In a year marked by a slew of customer experience enhancements, new aircraft orders, added destinations, record profit sharing and record profits, few are as notable and impressive as Delta’s consistently unparalleled operational reliability.
For 2016, Delta was a top industry performer among all carriers reporting to the DOT, finishing the year with a 99.6 percent “completion factor” – the percentage of flights completed as scheduled. The company also ended 2016 with an on-time performance of 86.3 percent for its mainline operation and 84.7 percent when the six-carrier Delta Connection regional operation is factored in.1
Including Delta Connection, the airline had 81 “Brand Days” in which no flights were cancelled on either the mainline or regional side of the operation, beating last year’s 11—a record at the time.2 Delta and Delta Connection operated a combined 1.9 million mainline flights and carried 180 million customers over the 366-day period.
“Delta people consistently deliver operational reliability far and above our competitors, and it’s absolutely remarkable,” said Gil West, Senior Executive Vice President and Chief Operating Officer. “It’s their immeasurable dedication and craft that means our customers can board a Delta plane and know they’ll arrive at their destination safely and without disruption more than on any other carrier.”
The airline’s strong operational reliability was highlighted in the Official Airline Guide’s 2016 annual performance results report, based on the group’s own reporting.

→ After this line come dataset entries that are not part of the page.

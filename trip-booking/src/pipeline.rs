//! The supervisor pipeline: flight, hotel, then trip summary
//!
//! ```rust,ignore
//! let pipeline = PipelineBuilder::new(PipelineConfig::from_env()?).build()?;
//! let run = pipeline.run("Book a flight from San Francisco to Mumbai.").await?;
//! println!("{}", run.output);
//! ```

use futures::StreamExt;
use serde::{Deserialize, Serialize};
use serde_json::Value;
use std::collections::{HashMap, HashSet};
use std::sync::Arc;
use trip_agent::{LlmAgentBuilder, SequentialAgent};
use trip_core::{
    Agent, AgentOutcome, Content, Event, Llm, Part, Result, Tool, ToolCallRecord, TripError,
};
use trip_model::GeminiModel;
use trip_runner::{Runner, RunnerConfig};
use trip_session::{CreateRequest, DeleteRequest, InMemorySessionService, SessionService};
use trip_tool::MockTool;
use tracing::{error, info, warn};

use crate::config::PipelineConfig;
use crate::instructions::{
    FLIGHT_AGENT_DESCRIPTION, HOTEL_AGENT_DESCRIPTION, SUMMARY_AGENT_DESCRIPTION,
    SUPERVISOR_DESCRIPTION,
};
use crate::tools::{book_flight_tool, book_hotel_tool};

pub const FLIGHT_AGENT: &str = "flight_booking_agent";
pub const HOTEL_AGENT: &str = "hotel_booking_agent";
pub const SUMMARY_AGENT: &str = "trip_summary_agent";
pub const SUPERVISOR_AGENT: &str = "supervisor_agent";

/// Output slot written by the flight agent
pub const FLIGHT_SLOT: &str = "flight_booking";
/// Output slot written by the hotel agent
pub const HOTEL_SLOT: &str = "hotel_booking";
/// Output slot written by the summary agent
pub const SUMMARY_SLOT: &str = "booking_summary";

/// Assembles a [`TravelPipeline`]
pub struct PipelineBuilder {
    config: PipelineConfig,
    model: Option<Arc<dyn Llm>>,
    session_service: Option<Arc<dyn SessionService>>,
    overrides: Vec<Arc<dyn Tool>>,
}

impl PipelineBuilder {
    pub fn new(config: PipelineConfig) -> Self {
        Self { config, model: None, session_service: None, overrides: Vec::new() }
    }

    /// Model shared by every agent. Defaults to Gemini built from the config.
    pub fn model(mut self, model: Arc<dyn Llm>) -> Self {
        self.model = Some(model);
        self
    }

    pub fn session_service(mut self, service: Arc<dyn SessionService>) -> Self {
        self.session_service = Some(service);
        self
    }

    /// Replace the pipeline tool with the same name
    pub fn override_tool(mut self, tool: Arc<dyn Tool>) -> Self {
        self.overrides.push(tool);
        self
    }

    /// Replace tool `name` with a canned, templated response
    pub fn mock_tool(self, name: &str, response: Value) -> Result<Self> {
        let original = default_tools()
            .into_iter()
            .find(|t| t.name() == name)
            .ok_or_else(|| TripError::Config(format!("no pipeline tool named '{name}' to mock")))?;
        Ok(self.override_tool(Arc::new(MockTool::replacing(original.as_ref(), response))))
    }

    pub fn build(self) -> Result<TravelPipeline> {
        let config = self.config;
        let tokens = i32::try_from(config.effective_max_output_tokens()).unwrap_or(i32::MAX);

        let model = match self.model {
            Some(model) => model,
            None => {
                let api_key = config.api_key.clone().ok_or_else(|| {
                    TripError::Config("GOOGLE_API_KEY or GEMINI_API_KEY must be set".to_string())
                })?;
                Arc::new(GeminiModel::new(api_key, &config.model)?.with_max_output_tokens(tokens))
            }
        };

        let mut tools: HashMap<String, Arc<dyn Tool>> =
            default_tools().into_iter().map(|t| (t.name().to_string(), t)).collect();
        for tool in self.overrides {
            if !tools.contains_key(tool.name()) {
                return Err(TripError::Config(format!(
                    "cannot override unknown tool '{}'",
                    tool.name()
                )));
            }
            tools.insert(tool.name().to_string(), tool);
        }
        let take = |name: &str| {
            tools
                .get(name)
                .cloned()
                .ok_or_else(|| TripError::Config(format!("missing pipeline tool '{name}'")))
        };
        let flight_tool = take(crate::tools::BOOK_FLIGHT)?;
        let hotel_tool = take(crate::tools::BOOK_HOTEL)?;

        check_unique_names(
            [FLIGHT_AGENT, HOTEL_AGENT, SUMMARY_AGENT, SUPERVISOR_AGENT]
                .into_iter()
                .chain([flight_tool.name(), hotel_tool.name()]),
        )?;

        let profile = config.profile;
        let flight = LlmAgentBuilder::new(FLIGHT_AGENT)
            .description(FLIGHT_AGENT_DESCRIPTION)
            .model(model.clone())
            .instruction(profile.flight_instruction())
            .max_output_tokens(tokens)
            .tool(flight_tool)
            .output_key(FLIGHT_SLOT)
            .build()?;

        let hotel = LlmAgentBuilder::new(HOTEL_AGENT)
            .description(HOTEL_AGENT_DESCRIPTION)
            .model(model.clone())
            .instruction(profile.hotel_instruction())
            .max_output_tokens(tokens)
            .tool(hotel_tool)
            .output_key(HOTEL_SLOT)
            .build()?;

        let summary = LlmAgentBuilder::new(SUMMARY_AGENT)
            .description(SUMMARY_AGENT_DESCRIPTION)
            .model(model)
            .instruction(profile.summary_instruction())
            .max_output_tokens(tokens)
            .input_slots([FLIGHT_SLOT, HOTEL_SLOT])
            .output_key(SUMMARY_SLOT)
            .build()?;

        let supervisor: Arc<dyn Agent> = Arc::new(
            SequentialAgent::new(
                SUPERVISOR_AGENT,
                vec![Arc::new(flight), Arc::new(hotel), Arc::new(summary)],
            )
            .with_description(SUPERVISOR_DESCRIPTION),
        );

        let session_service =
            self.session_service.unwrap_or_else(|| Arc::new(InMemorySessionService::new()));
        let runner = Runner::new(RunnerConfig {
            app_name: config.app_name.clone(),
            agent: supervisor,
            session_service: session_service.clone(),
        })?;

        Ok(TravelPipeline { config, runner, session_service })
    }
}

fn default_tools() -> Vec<Arc<dyn Tool>> {
    vec![book_flight_tool(), book_hotel_tool()]
}

/// Agent and tool names share one namespace within a pipeline
fn check_unique_names<'a>(names: impl IntoIterator<Item = &'a str>) -> Result<()> {
    let mut seen = HashSet::new();
    for name in names {
        if !seen.insert(name) {
            return Err(TripError::Config(format!("name '{name}' is used more than once")));
        }
    }
    Ok(())
}

/// One stage's result within a run
#[derive(Debug, Clone, PartialEq, Serialize, Deserialize)]
pub struct StageReport {
    pub agent: String,
    pub outcome: AgentOutcome,
}

/// Result of one pipeline run
#[derive(Debug, Clone, PartialEq, Serialize, Deserialize)]
pub struct PipelineRun {
    pub session_id: String,
    /// Final text of the last stage; empty when the summary abstained
    pub output: String,
    /// Sub-agent results in execution order
    pub stages: Vec<StageReport>,
}

impl PipelineRun {
    pub fn outcome(&self, agent: &str) -> Option<&AgentOutcome> {
        self.stages.iter().find(|s| s.agent == agent).map(|s| &s.outcome)
    }

    /// Every tool call made during the run, in order
    pub fn tool_calls(&self) -> Vec<&ToolCallRecord> {
        self.stages.iter().flat_map(|s| s.outcome.tool_calls()).collect()
    }
}

/// A ready-to-run travel-booking pipeline
pub struct TravelPipeline {
    config: PipelineConfig,
    runner: Runner,
    session_service: Arc<dyn SessionService>,
}

impl TravelPipeline {
    pub fn config(&self) -> &PipelineConfig {
        &self.config
    }

    pub fn root_agent(&self) -> &Arc<dyn Agent> {
        self.runner.root_agent()
    }

    /// Run the request through every stage in a fresh session
    pub async fn run(&self, request: &str) -> Result<PipelineRun> {
        self.run_in_session(request, uuid::Uuid::new_v4().to_string()).await
    }

    /// Like [`run`](Self::run) with a caller-chosen session id, so the run's
    /// trace can be found by its `session.id` attribute
    pub async fn run_in_session(&self, request: &str, session_id: String) -> Result<PipelineRun> {
        if request.trim().is_empty() {
            return Err(TripError::InvalidInput("request must not be empty".to_string()));
        }

        let session = self
            .session_service
            .create(CreateRequest {
                app_name: self.config.app_name.clone(),
                user_id: self.config.user_id.clone(),
                session_id: Some(session_id),
                state: HashMap::new(),
            })
            .await?;
        info!(session.id = %session.id, profile = %self.config.profile, "Running travel pipeline");

        let result = self.drive(request, &session.id).await;

        if let Err(e) = self
            .session_service
            .delete(DeleteRequest {
                app_name: self.config.app_name.clone(),
                user_id: self.config.user_id.clone(),
                session_id: session.id.clone(),
            })
            .await
        {
            warn!(session.id = %session.id, error = %e, "Failed to delete session");
        }

        match result {
            Ok(tracker) => {
                let (output, stages) = tracker.finish();
                info!(
                    session.id = %session.id,
                    output_len = output.len(),
                    "Travel pipeline finished"
                );
                Ok(PipelineRun { session_id: session.id, output, stages })
            }
            Err(e) => {
                error!(
                    session.id = %session.id,
                    stage = e.stage().unwrap_or("-"),
                    error = %e,
                    "Travel pipeline failed"
                );
                Err(e)
            }
        }
    }

    async fn drive(&self, request: &str, session_id: &str) -> Result<StageTracker> {
        let content = Content::new("user").with_text(request);
        let mut events = self
            .runner
            .run(self.config.user_id.clone(), session_id.to_string(), content)
            .await?;

        let mut tracker = StageTracker::default();
        while let Some(event) = events.next().await {
            tracker.observe(&event?);
        }
        Ok(tracker)
    }
}

/// Folds the event stream into per-stage outcomes
#[derive(Default)]
struct StageTracker {
    stages: Vec<Stage>,
    output: String,
}

struct Stage {
    agent: String,
    text: Option<String>,
    pending: Vec<(String, Value)>,
    calls: Vec<ToolCallRecord>,
}

impl StageTracker {
    fn observe(&mut self, event: &Event) {
        if event.author == "user" {
            return;
        }
        if self.stages.last().is_none_or(|s| s.agent != event.author) {
            self.stages.push(Stage {
                agent: event.author.clone(),
                text: None,
                pending: Vec::new(),
                calls: Vec::new(),
            });
        }
        let Some(stage) = self.stages.last_mut() else { return };

        if let Some(content) = event.content() {
            for part in &content.parts {
                match part {
                    Part::FunctionCall { name, args, .. } => {
                        stage.pending.push((name.clone(), args.clone()));
                    }
                    Part::FunctionResponse { function_response, .. } => {
                        let position = stage
                            .pending
                            .iter()
                            .position(|(name, _)| *name == function_response.name);
                        if let Some(index) = position {
                            let (name, args) = stage.pending.remove(index);
                            stage.calls.push(ToolCallRecord {
                                name,
                                args,
                                response: function_response.response.clone(),
                            });
                        }
                    }
                    Part::Text { .. } => {}
                }
            }
        }

        if let Some(text) = event.final_text() {
            self.output = text.clone();
            stage.text = Some(text);
        }
    }

    /// The run's output and each stage's outcome
    fn finish(self) -> (String, Vec<StageReport>) {
        let stages = self
            .stages
            .into_iter()
            .map(|s| StageReport {
                agent: s.agent,
                outcome: AgentOutcome::from_turn(s.text, s.calls),
            })
            .collect();
        (self.output, stages)
    }
}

When cancellations as a result of weather, air traffic control, geopolitical concerns and other factors generally outside of Delta’s control are removed from the equation, the airline’s TechOps professionals accomplished another industry record: 302 days of flying without a single maintenance-related cancellation.1
These strong operational metrics came even as the airline faced setbacks and obstacles, put mildly. In March terrorist attacks at the Brussels National Airport and elsewhere in the Belgian capital killed 32 people and injured hundreds. The attack prompted the suspension of Delta’s Atlanta to Brussels flight. Five months later, in August, Delta’s operation was affected by a technology outage that prompted cancellations and delays across the system, yet the airline still went 21 days that month without a mainline cancellation and had a 10-day streak of 91 percent or better on time performance during one of the busiest travel months of the year.
Hurricane Matthew, one of the strongest to hit Florida and the southern U.S. coastal states, also disrupted flights but there again, Delta surged with high on-time performance and completion factor, thereafter and saw a 31-day streak without a mainline cancellation from Oct. 10 to Nov. 13.